April 29, 2010 | Unregistered CommenterKelly
Thanks Kelly! The individual markets are all next to each other within the Marché aux Puces at St-Ouen, M° Porte de Clignancourt. Most of the stands are open by 10am, but there are always a handful open earlier and later than that, especially on Mondays or when the weather is very bad (and holidays). I have never stayed past about 5pm, but I would guess they stay open until the sun starts to go down (or the crowds thin out).
April 29, 2010 | Registered CommenterHeather Stimmler-Hall
This market is incredibly picturesque. However, I went there on a Monday and I had to weave through the "other" flea markets full of Hawkers, rip off designer items, drug paraphernalia and loud rap music..It felt like I wasn't even in Paris anymore..It reminded me of the nerve-racking flea markets in Jamaica, a third world country.

After I walked under the scary tunnel full of what looked like gang-bangers, I arrived at this cute little market noted in the photos. Are there any other ways to access this market? By the time I arrived at the cute antique flea market, I was relieved to feel safe again..But only to have to cross back under the bridge full of the same crowd to catch the metro.

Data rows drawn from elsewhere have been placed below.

use tagsmith_types::exif::ifd::IfdGroup;

/// This type describes the parsing result.
///
/// If it's the `Err` variant, the parsing failed completely, and you aren't
/// getting any Exif data at all.
pub type ExifFatalResult<T> = Result<T, ExifFatalError>;

/// The Exif header, or its first IFD, couldn't be read.
#[derive(Clone, Debug, PartialEq, PartialOrd, Hash)]
pub enum ExifFatalError {
    /// The input was too short to provide a byte order marker.
    NoByteOrderMarker { len: usize },

    /// The byte order marker was weird - it's not one of the two expected
    /// values (in ASCII, should be either `II` or `MM`).
    WeirdByteOrderMarker { found: [u8; 2] },

    /// Didn't find the TIFF magic number.
    NoTiffMagicNumber,

    /// The magic number indexes had a weird value. It's not TIFF's.
    MagicNumberWasntTiff { found: u16 },

    /// No TIFF header offset was found.
    NoTiffHeaderOffset,

    /// The header offset would place us before the header! That doesn't make
    /// any sense, so we can't keep parsing.
    HeaderOffsetBeforeHeader,

    /// Failed to skip to the offset - ran outta data.
    NotEnoughDataForHeaderOffset { offset: u32 },

    /// The first IFD couldn't be read.
    FirstIfd(IfdError),
}

impl core::fmt::Display for ExifFatalError {
    fn fmt(&self, f: &mut std::fmt::Formatter<'_>) -> std::fmt::Result {
        match self {
            Self::NoByteOrderMarker { len } => {
                write!(f, "No byte order marker was found. len: `{len}`")
            }
            Self::WeirdByteOrderMarker { found } => match core::str::from_utf8(found.as_slice()) {
                Ok(found_utf8_bom) => {
                    write!(f, "Got a weird byte-order marker: `{found_utf8_bom}`")
                }
                Err(_) => {
                    write!(f, "Got a weird byte-order marker - wasn't ASCII: {found:?}")
                }
            },

            Self::NoTiffMagicNumber => {
                f.write_str("No TIFF magic number found - the slice was likely cut short.")
            }
            Self::MagicNumberWasntTiff { found } => {
                write!(f, "Magic number was not TIFF! got: `{found}`")
            }
            Self::NoTiffHeaderOffset => f.write_str("No TIFF header offset was found."),
            Self::HeaderOffsetBeforeHeader => f.write_str(
                "TIFF header offset asked us to move before the header. Likely a \
                broken file - cannot continue parsing.",
            ),
            Self::NotEnoughDataForHeaderOffset { offset } => write!(
                f,
                "Not enough data to skip to TIFF header offset. offset: `{offset}`"
            ),
            Self::FirstIfd(e) => write!(f, "The first IFD couldn't be read. err: {e}"),
        }
    }
}

impl core::error::Error for ExifFatalError {}

/// One IFD couldn't be read.
///
/// For IFD 0, this is fatal. Other IFDs are just skipped.
#[derive(Clone, Debug, PartialEq, PartialOrd, Hash)]
pub enum IfdError {
    /// The IFD's offset points outside the Exif block.
    OutOfBounds { group: IfdGroup, offset: u32 },

    /// The IFD didn't say how many entries it has.
    NoEntryCount { group: IfdGroup },
}

impl core::fmt::Display for IfdError {
    fn fmt(&self, f: &mut std::fmt::Formatter<'_>) -> std::fmt::Result {
        match self {
            IfdError::OutOfBounds { group, offset } => write!(
                f,
                "IFD `{group}` starts outside the Exif block. offset: `{offset}`"
            ),
            IfdError::NoEntryCount { group } => {
                write!(f, "IFD `{group}` didn't say how many entries it has.")
            }
        }
    }
}

impl core::error::Error for IfdError {}

/// A single IFD entry couldn't be read.
///
/// These are skipped and reported as warnings.
#[derive(Clone, Debug, PartialEq, PartialOrd, Hash)]
pub enum ExifFieldError {
    /// The IFD ended in the middle of this entry.
    Truncated,

    /// Encountered an unknown type while parsing a field.
    FieldUnknownType { tag: u16, got: u16 },

    /// The entry's data is bigger than anything Exif could hold.
    TooLarge { tag: u16, count: u32 },

    /// The entry's data lies outside the Exif block.
    OffsetTooFar { tag: u16, offset: u32, len: u64 },
}

impl core::fmt::Display for ExifFieldError {
    fn fmt(&self, f: &mut std::fmt::Formatter<'_>) -> std::fmt::Result {
        match self {
            ExifFieldError::Truncated => f.write_str("The IFD ended in the middle of an entry."),
            ExifFieldError::FieldUnknownType { tag, got } => write!(
                f,
                "Encountered an unknown type while parsing a field! \
                tag: `{tag:#06x}`, got: `{got}`"
            ),
            ExifFieldError::TooLarge { tag, count } => write!(
                f,
                "Field `{tag:#06x}` claims too many values. count: `{count}`"
            ),
            ExifFieldError::OffsetTooFar { tag, offset, len } => write!(
                f,
                "Field `{tag:#06x}` stores its data outside the Exif block. \
                offset: `{offset}`, len: `{len}`"
            ),
        }
    }
}

impl core::error::Error for ExifFieldError {}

June 29, 2010 | Unregistered CommenterAyla
If you go on Saturday or Monday you could take the Bus 85 directly into the market from the Rue du Louvre in Paris.
June 30, 2010 | Registered CommenterHeather Stimmler-Hall
Hi, Heather, nice photos and a really interesting post :) I'm planning to go on a Monday this April...but am not sure what's the best time to be there... should I go around lunchtime or after 2pm? I read that some stalls are closed during lunch :o, so in that case, will I be better off going to Sacre Coeur first? What do you think? Thanks :)
January 23, 2011 | Unregistered CommenterAnna
Hi Anna,
I would personally go around 11am and have lunch there, because some stalls might only be open in the morning, and some only open in the afternoon. Most eat at their stand. Monday can be inconsistent. Sorry!
January 23, 2011 | Registered CommenterHeather Stimmler-Hall
Great! Thanks Heather! The French has an excellent ambassador in you, you'll be rewarded by the President.